_MATERIAL FOR THIS TASK_
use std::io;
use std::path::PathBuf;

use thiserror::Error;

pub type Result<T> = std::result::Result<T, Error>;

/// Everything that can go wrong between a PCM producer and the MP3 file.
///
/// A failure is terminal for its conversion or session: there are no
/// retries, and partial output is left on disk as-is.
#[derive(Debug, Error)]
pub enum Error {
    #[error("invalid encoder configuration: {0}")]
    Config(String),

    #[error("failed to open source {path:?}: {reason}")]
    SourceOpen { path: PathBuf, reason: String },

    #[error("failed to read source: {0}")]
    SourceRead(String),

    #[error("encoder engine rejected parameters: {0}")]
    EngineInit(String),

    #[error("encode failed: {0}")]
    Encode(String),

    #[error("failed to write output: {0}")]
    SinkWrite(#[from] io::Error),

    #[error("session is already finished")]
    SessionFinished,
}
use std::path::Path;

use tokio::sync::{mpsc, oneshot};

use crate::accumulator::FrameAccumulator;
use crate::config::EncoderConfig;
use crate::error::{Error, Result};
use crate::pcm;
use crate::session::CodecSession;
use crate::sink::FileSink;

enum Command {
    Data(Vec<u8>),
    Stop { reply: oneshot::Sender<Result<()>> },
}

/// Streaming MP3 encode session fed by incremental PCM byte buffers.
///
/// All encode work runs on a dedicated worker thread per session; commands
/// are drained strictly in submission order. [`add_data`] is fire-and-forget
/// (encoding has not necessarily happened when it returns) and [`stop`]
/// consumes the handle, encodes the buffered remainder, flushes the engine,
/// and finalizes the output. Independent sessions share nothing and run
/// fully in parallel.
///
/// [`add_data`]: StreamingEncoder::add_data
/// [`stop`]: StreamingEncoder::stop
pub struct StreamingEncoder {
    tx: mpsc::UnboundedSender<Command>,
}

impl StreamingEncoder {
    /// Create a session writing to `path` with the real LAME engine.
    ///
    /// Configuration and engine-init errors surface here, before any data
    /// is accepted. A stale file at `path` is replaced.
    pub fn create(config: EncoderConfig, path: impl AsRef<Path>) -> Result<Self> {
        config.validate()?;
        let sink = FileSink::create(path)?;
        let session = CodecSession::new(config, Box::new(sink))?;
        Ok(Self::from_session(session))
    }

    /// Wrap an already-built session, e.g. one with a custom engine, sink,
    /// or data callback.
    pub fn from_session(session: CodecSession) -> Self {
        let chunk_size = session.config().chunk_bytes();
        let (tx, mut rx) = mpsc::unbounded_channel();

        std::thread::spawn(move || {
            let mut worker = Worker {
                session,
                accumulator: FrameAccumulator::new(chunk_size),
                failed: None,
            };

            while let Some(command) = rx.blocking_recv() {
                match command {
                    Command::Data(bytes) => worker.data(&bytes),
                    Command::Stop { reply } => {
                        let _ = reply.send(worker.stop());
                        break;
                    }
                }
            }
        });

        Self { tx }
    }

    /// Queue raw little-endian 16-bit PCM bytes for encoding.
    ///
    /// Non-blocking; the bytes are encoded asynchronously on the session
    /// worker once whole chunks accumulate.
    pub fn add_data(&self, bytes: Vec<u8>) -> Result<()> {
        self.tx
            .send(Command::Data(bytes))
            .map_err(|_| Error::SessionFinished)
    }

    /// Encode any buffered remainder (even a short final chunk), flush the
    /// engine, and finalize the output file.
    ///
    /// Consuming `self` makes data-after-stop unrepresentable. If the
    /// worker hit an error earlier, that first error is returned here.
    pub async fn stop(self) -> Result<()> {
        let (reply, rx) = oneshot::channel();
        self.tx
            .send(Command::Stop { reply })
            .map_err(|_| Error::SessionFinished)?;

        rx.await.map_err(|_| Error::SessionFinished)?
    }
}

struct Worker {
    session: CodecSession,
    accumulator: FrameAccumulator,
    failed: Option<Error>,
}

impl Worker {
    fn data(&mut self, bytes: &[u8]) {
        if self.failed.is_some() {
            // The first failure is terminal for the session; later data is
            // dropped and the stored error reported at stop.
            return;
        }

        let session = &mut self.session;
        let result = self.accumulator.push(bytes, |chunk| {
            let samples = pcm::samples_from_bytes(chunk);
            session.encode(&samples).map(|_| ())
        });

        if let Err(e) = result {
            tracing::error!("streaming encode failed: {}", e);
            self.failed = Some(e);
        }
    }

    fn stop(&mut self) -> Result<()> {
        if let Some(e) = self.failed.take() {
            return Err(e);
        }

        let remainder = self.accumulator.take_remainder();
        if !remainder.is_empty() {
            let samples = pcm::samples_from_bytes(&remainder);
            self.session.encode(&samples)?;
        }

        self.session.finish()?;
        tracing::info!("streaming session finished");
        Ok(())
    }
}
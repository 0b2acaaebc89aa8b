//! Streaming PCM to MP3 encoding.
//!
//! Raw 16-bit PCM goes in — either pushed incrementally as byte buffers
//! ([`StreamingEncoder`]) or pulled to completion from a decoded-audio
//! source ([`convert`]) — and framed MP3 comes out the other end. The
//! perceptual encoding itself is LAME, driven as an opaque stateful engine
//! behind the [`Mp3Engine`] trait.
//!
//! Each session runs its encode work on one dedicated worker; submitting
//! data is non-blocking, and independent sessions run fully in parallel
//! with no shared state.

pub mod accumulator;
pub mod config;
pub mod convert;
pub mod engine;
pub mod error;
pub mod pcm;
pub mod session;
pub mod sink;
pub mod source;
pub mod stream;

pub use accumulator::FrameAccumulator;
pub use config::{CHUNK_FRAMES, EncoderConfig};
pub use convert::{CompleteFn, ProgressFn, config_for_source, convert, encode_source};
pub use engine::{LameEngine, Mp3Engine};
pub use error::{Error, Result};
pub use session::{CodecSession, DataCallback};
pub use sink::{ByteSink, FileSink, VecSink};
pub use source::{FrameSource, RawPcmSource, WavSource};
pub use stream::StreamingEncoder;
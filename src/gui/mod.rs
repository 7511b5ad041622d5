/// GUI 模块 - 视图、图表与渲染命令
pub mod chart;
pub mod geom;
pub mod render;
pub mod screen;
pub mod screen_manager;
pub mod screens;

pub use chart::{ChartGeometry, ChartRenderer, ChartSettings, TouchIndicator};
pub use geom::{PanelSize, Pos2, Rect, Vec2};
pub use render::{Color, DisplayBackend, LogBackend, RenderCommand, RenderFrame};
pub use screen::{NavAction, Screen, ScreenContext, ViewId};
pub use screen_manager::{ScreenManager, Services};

_REQUIRED ACTION_
Look above for the line holding "fn data(&mut self, bytes: &[u8])", then set down exactly that line and every line after it up to and including the line holding "repository 0b2acaaebc89aa8b", with nothing else.

_TASK OUTPUT_
    fn data(&mut self, bytes: &[u8]) {
        if self.failed.is_some() {
            // The first failure is terminal for the session; later data is
            // dropped and the stored error reported at stop.
            return;
        }

        let session = &mut self.session;
        let result = self.accumulator.push(bytes, |chunk| {
            let samples = pcm::samples_from_bytes(chunk);
            session.encode(&samples).map(|_| ())
        });

        if let Err(e) = result {
            tracing::error!("streaming encode failed: {}", e);
            self.failed = Some(e);
        }
    }

    fn stop(&mut self) -> Result<()> {
        if let Some(e) = self.failed.take() {
            return Err(e);
        }

        let remainder = self.accumulator.take_remainder();
        if !remainder.is_empty() {
            let samples = pcm::samples_from_bytes(&remainder);
            self.session.encode(&samples)?;
        }

        self.session.finish()?;
        tracing::info!("streaming session finished");
        Ok(())
    }
}
repository 0b2acaaebc89aa8b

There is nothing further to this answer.